Of course I don’t recommend salting areas that you actually want to plant in. That’s dumb. Or spreading tons of salt all over the place – because yes – it’s terrible. We were looking for a cheap and effective way to sterilize the dirt that had gathered on top of the weed barrier and between the gravel as well as kill the current weed growth in an area we don’t want anything to grow in. Ever.

We used one of those cheap pump sprayers we had laying around. A good mixture to spray:

• 1 gallon of white vinegar
• 1 cup of table salt
• 1 tablespoon of liquid dish soap (we totally forgot to add this)

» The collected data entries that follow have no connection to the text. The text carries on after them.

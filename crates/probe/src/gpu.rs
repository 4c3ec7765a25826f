use std::thread;
use std::time::Duration;

use serde::Serialize;

use crate::ProbeError;

/// What a throwaway adapter request revealed about the GPU.
#[derive(Debug, Clone, Default, PartialEq, Eq, Serialize)]
pub struct GpuReport {
    pub name: String,
    pub vendor: String,
    pub driver: String,
    pub backend: String,
    pub device_type: String,
    pub supports_compute: bool,
}

impl GpuReport {
    /// Lowercased strings the allow-list is matched against.
    fn haystacks(&self) -> [String; 3] {
        [
            self.name.to_lowercase(),
            self.vendor.to_lowercase(),
            self.driver.to_lowercase(),
        ]
    }

    pub fn matches_any(&self, tokens: &[String]) -> bool {
        let haystacks = self.haystacks();
        tokens.iter().any(|token| {
            let token = token.trim().to_lowercase();
            !token.is_empty() && haystacks.iter().any(|text| text.contains(&token))
        })
    }
}

pub trait GpuProbe {
    fn probe(&self) -> Result<GpuReport, ProbeError>;
}

/// Reports no GPU; used when probing is switched off.
#[derive(Debug, Default, Clone, Copy)]
pub struct DisabledProbe;

impl GpuProbe for DisabledProbe {
    fn probe(&self) -> Result<GpuReport, ProbeError> {
        Err(ProbeError::Disabled)
    }
}

/// Asks wgpu for a high-performance adapter on a helper thread and gives up
/// after `timeout`.
#[derive(Debug, Clone, Copy)]
pub struct WgpuProbe {
    timeout: Duration,
}

impl WgpuProbe {
    pub fn new(timeout: Duration) -> Self {
        Self { timeout }
    }
}

impl GpuProbe for WgpuProbe {
    fn probe(&self) -> Result<GpuReport, ProbeError> {
        let (tx, rx) = crossbeam_channel::bounded(1);
        thread::Builder::new()
            .name("skyfield-gpu-probe".into())
            .spawn(move || {
                let _ = tx.send(query_adapter());
            })
            .map_err(ProbeError::Spawn)?;
        rx.recv_timeout(self.timeout)
            .map_err(|_| ProbeError::Timeout(self.timeout))?
    }
}

fn query_adapter() -> Result<GpuReport, ProbeError> {
    let instance = wgpu::Instance::new(&wgpu::InstanceDescriptor {
        backends: wgpu::Backends::all(),
        flags: wgpu::InstanceFlags::default(),
        memory_budget_thresholds: wgpu::MemoryBudgetThresholds::default(),
        backend_options: wgpu::BackendOptions::default(),
    });
    let adapter = pollster::block_on(instance.request_adapter(&wgpu::RequestAdapterOptions {
        power_preference: wgpu::PowerPreference::HighPerformance,
        compatible_surface: None,
        force_fallback_adapter: false,
    }))
    .map_err(|err| ProbeError::NoAdapter(err.to_string()))?;

    let info = adapter.get_info();
    let downlevel = adapter.get_downlevel_capabilities();
    Ok(GpuReport {
        vendor: vendor_name(info.vendor).to_string(),
        driver: format!("{} {}", info.driver, info.driver_info).trim().to_string(),
        backend: format!("{:?}", info.backend),
        device_type: format!("{:?}", info.device_type),
        supports_compute: downlevel
            .flags
            .contains(wgpu::DownlevelFlags::COMPUTE_SHADERS)
            && info.device_type != wgpu::DeviceType::Cpu,
        name: info.name,
    })
}

/// Human-readable vendor for a PCI vendor id.
pub fn vendor_name(id: u32) -> &'static str {
    match id {
        0x10de => "nvidia",
        0x1002 | 0x1022 => "amd",
        0x8086 => "intel",
        0x106b => "apple",
        0x5143 => "qualcomm adreno",
        0x13b5 => "arm mali",
        0x1010 => "imagination",
        0x14e4 => "broadcom",
        0x10005 => "mesa",
        _ => "unknown",
    }
}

I don’t mind mixing it up and spraying on any new weeds to keep things under control until the inevitable summer die off. This was a little experiment undertaken as we move into thinking more about fixing up the landscape. I’m pretty happy with how it turned out and love the low low cost.

DEN, continued

Friday, April 1st, 2011

I mentioned that the den was oddly laid out. I swear, it totally is. It’s tiny, has three entrances, a huge built in desk and most importantly houses the precious cable and television that our lives and decor must revolve around. I watch TV unashamedly and I love it.

Check out the small walking gap between the desk and the chair. This is precise reason the sofa is always in the corner – there is physically no other place it can go. I know, it’s not ideal, but it’s all the space allows for. Suck it den.

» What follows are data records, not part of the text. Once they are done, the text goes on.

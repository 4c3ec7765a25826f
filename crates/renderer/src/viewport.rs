use winit::dpi::{LogicalSize, PhysicalSize};

/// Pixel dimensions of a surface for a logical size at a given scale factor.
pub fn physical_size(logical: LogicalSize<f64>, scale_factor: f64) -> PhysicalSize<u32> {
    let physical: PhysicalSize<u32> = logical.to_physical(scale_factor);
    PhysicalSize::new(physical.width.max(1), physical.height.max(1))
}

/// Latest pointer position, normalized against the surface it moved over.
#[derive(Debug, Clone, Copy, PartialEq)]
pub struct PointerTracker {
    position: Option<(f64, f64)>,
    width: u32,
    height: u32,
}

impl PointerTracker {
    pub fn new(width: u32, height: u32) -> Self {
        Self {
            position: None,
            width,
            height,
        }
    }

    pub fn set_surface_size(&mut self, width: u32, height: u32) {
        self.width = width;
        self.height = height;
    }

    /// Records a cursor or touch position in physical pixels.
    pub fn handle_moved(&mut self, x: f64, y: f64) {
        self.position = Some((x, y));
    }

    /// Position in [0, 1] with y pointing down. Until the pointer has moved
    /// it sits in the centre, where it exerts no pull.
    pub fn normalized(&self) -> [f32; 2] {
        let Some((x, y)) = self.position else {
            return [0.5, 0.5];
        };
        let width = f64::from(self.width.max(1));
        let height = f64::from(self.height.max(1));
        [
            (x / width).clamp(0.0, 1.0) as f32,
            (y / height).clamp(0.0, 1.0) as f32,
        ]
    }
}

#[cfg(test)]
mod tests {
    use super::*;

    #[test]
    fn untouched_pointer_is_centered() {
        assert_eq!(PointerTracker::new(800, 600).normalized(), [0.5, 0.5]);
    }

    #[test]
    fn normalizes_and_clamps() {
        let mut pointer = PointerTracker::new(800, 600);
        pointer.handle_moved(200.0, 450.0);
        assert_eq!(pointer.normalized(), [0.25, 0.75]);
        pointer.handle_moved(-10.0, 900.0);
        assert_eq!(pointer.normalized(), [0.0, 1.0]);
    }

    #[test]
    fn resize_changes_normalization() {
        let mut pointer = PointerTracker::new(800, 600);
        pointer.handle_moved(400.0, 300.0);
        pointer.set_surface_size(1600, 1200);
        assert_eq!(pointer.normalized(), [0.25, 0.25]);
    }

    #[test]
    fn physical_size_follows_scale_factor() {
        let size = physical_size(LogicalSize::new(1280.0, 720.0), 1.5);
        assert_eq!(size, PhysicalSize::new(1920, 1080));
        let size = physical_size(LogicalSize::new(0.0, 0.0), 2.0);
        assert_eq!(size, PhysicalSize::new(1, 1));
    }
}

This office half of the den is one of my least favorite parts of our home, but ironically, also the place where I spend insane amounts of time. I’m not bitter. I’m not totally seething with fury over this.

When we bought the house the first thing I wanted to do was rip out the desk. This plan was vetoed, but every time I clip that desk edge with my upper thigh I dream of taking a sledge hammer to this thing.

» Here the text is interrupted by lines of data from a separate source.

use rand::Rng;

/// Nearest depth an entity may reach before it is recycled.
const NEAR_DEPTH: f32 = 1.0;

/// One CPU-side entity in canvas-centered pixel units. `pz` is the depth
/// before the latest step so a streak can be drawn from old to new.
#[derive(Debug, Clone, Copy, PartialEq)]
pub struct Star {
    pub x: f32,
    pub y: f32,
    pub z: f32,
    pub pz: f32,
}

#[derive(Debug, Clone, Copy, PartialEq)]
pub struct Segment {
    pub from: (f32, f32),
    pub to: (f32, f32),
    /// 0 at the far plane, approaching 1 right in front of the viewer.
    pub closeness: f32,
}

/// Fixed population of stars flying toward the viewer.
#[derive(Debug, Clone)]
pub struct CanvasField {
    stars: Vec<Star>,
    width: f32,
    height: f32,
    speed: f32,
}

impl CanvasField {
    pub fn new<R: Rng + ?Sized>(count: u32, width: u32, height: u32, speed: f32, rng: &mut R) -> Self {
        let mut field = Self {
            stars: Vec::with_capacity(count as usize),
            width: width.max(1) as f32,
            height: height.max(1) as f32,
            speed,
        };
        for _ in 0..count {
            let mut star = field.fresh(rng);
            star.z = rng.gen_range(NEAR_DEPTH..=field.depth());
            star.pz = star.z;
            field.stars.push(star);
        }
        field
    }

    pub fn stars(&self) -> &[Star] {
        &self.stars
    }

    pub fn len(&self) -> usize {
        self.stars.len()
    }

    pub fn is_empty(&self) -> bool {
        self.stars.is_empty()
    }

    pub fn size(&self) -> (f32, f32) {
        (self.width, self.height)
    }

    /// Far plane; also the focal length so a star at the far plane lands on
    /// its own canvas-centered coordinates.
    pub fn depth(&self) -> f32 {
        self.width.max(self.height)
    }

    /// Keeps the population; entities outside the new bounds recycle on
    /// their next step.
    pub fn resize(&mut self, width: u32, height: u32) {
        self.width = width.max(1) as f32;
        self.height = height.max(1) as f32;
        let depth = self.depth();
        for star in &mut self.stars {
            star.z = star.z.min(depth);
            star.pz = star.pz.min(depth);
        }
    }

    pub fn step<R: Rng + ?Sized>(&mut self, rng: &mut R) {
        let depth = self.depth();
        let (width, height) = (self.width, self.height);
        for index in 0..self.stars.len() {
            let star = &mut self.stars[index];
            star.pz = star.z;
            star.z -= self.speed;
            let outside = star.z < NEAR_DEPTH || {
                let (sx, sy) = project_with(star.x, star.y, star.z, depth, width, height);
                sx < 0.0 || sx >= width || sy < 0.0 || sy >= height
            };
            if outside {
                self.stars[index] = self.fresh(rng);
            }
        }
    }

    /// Screen position in pixels, origin top-left.
    pub fn project(&self, star: &Star) -> (f32, f32) {
        project_with(star.x, star.y, star.z, self.depth(), self.width, self.height)
    }

    pub fn segments(&self) -> impl Iterator<Item = Segment> + '_ {
        let depth = self.depth();
        self.stars.iter().map(move |star| Segment {
            from: project_with(star.x, star.y, star.pz, depth, self.width, self.height),
            to: project_with(star.x, star.y, star.z, depth, self.width, self.height),
            closeness: (1.0 - star.z / depth).clamp(0.0, 1.0),
        })
    }

    /// New stars enter at the far plane, not at `z = 0`: the projection
    /// divides by `z`, so a star at the eye would land at infinity and be
    /// culled again on the next step.
    fn fresh<R: Rng + ?Sized>(&self, rng: &mut R) -> Star {
        let depth = self.depth();
        Star {
            x: rng.gen_range(-0.5..0.5) * self.width,
            y: rng.gen_range(-0.5..0.5) * self.height,
            z: depth,
            pz: depth,
        }
    }
}

fn project_with(x: f32, y: f32, z: f32, depth: f32, width: f32, height: f32) -> (f32, f32) {
    let scale = depth / z.max(NEAR_DEPTH);
    (width * 0.5 + x * scale, height * 0.5 + y * scale)
}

This stupid effing desk. This ugly bulky poorly laid out terrible crappy built in desk. I try to avoid photographing it since its dumb and ugly and I hate it – and normally its covered in paper – because yeah, bloggers lie. My desk is this clean on photograph day or like once a month for special guests.

We can’t tear it out because all the flooring would have to be replaced and frankly, I’m just not willing to dump a bunch of cash into the desks removal and the repair that goes with it (because, oh yeah, there is even more stupid effing wainscoting that would have to be dealt with and the last thing I’m paying for is to fix that hot mess).

I would like to put a door on the weird open section since its stupid. Also, I need to move the electrical outlet down inside the desk, because WHY IS IT OUT THERE ANYWAYS? Then all the ugly cables could be hidden, and not by loose papers, but by being smarter than a desk.

Does this very simplified floor plan explain what the layout dealio is? There isn’t a lot of leeway for another type of furniture layout – although I have tried and failed – so our biggest hope is to just get the right pieces and live harmoniously with the awkward space through sheer perseverance and willpower.

On a happier note, I did recently acquire this vintage Eames DCM chair. This has been on my must have list for forever and I’m ecstatic to report that it is much more comfortable than the Eames shell chair I was rocking before. My big ol’ booty is supported and lower back is enjoying the scoopyness.

I actually picked the chair up on the same trip that I found the lotus pendant. I grabbed it in a little antique store along with this vintage Winnebago toy as a gift for The Boy. He loves motor homes? I guess that’s something you can love right? He’s always trying to convince me we need to get one and is constantly showing me craigslist postings, but if we go traveling via a car I want a vehicle we can stuff furniture into. Talk to me about a box van, honey pants.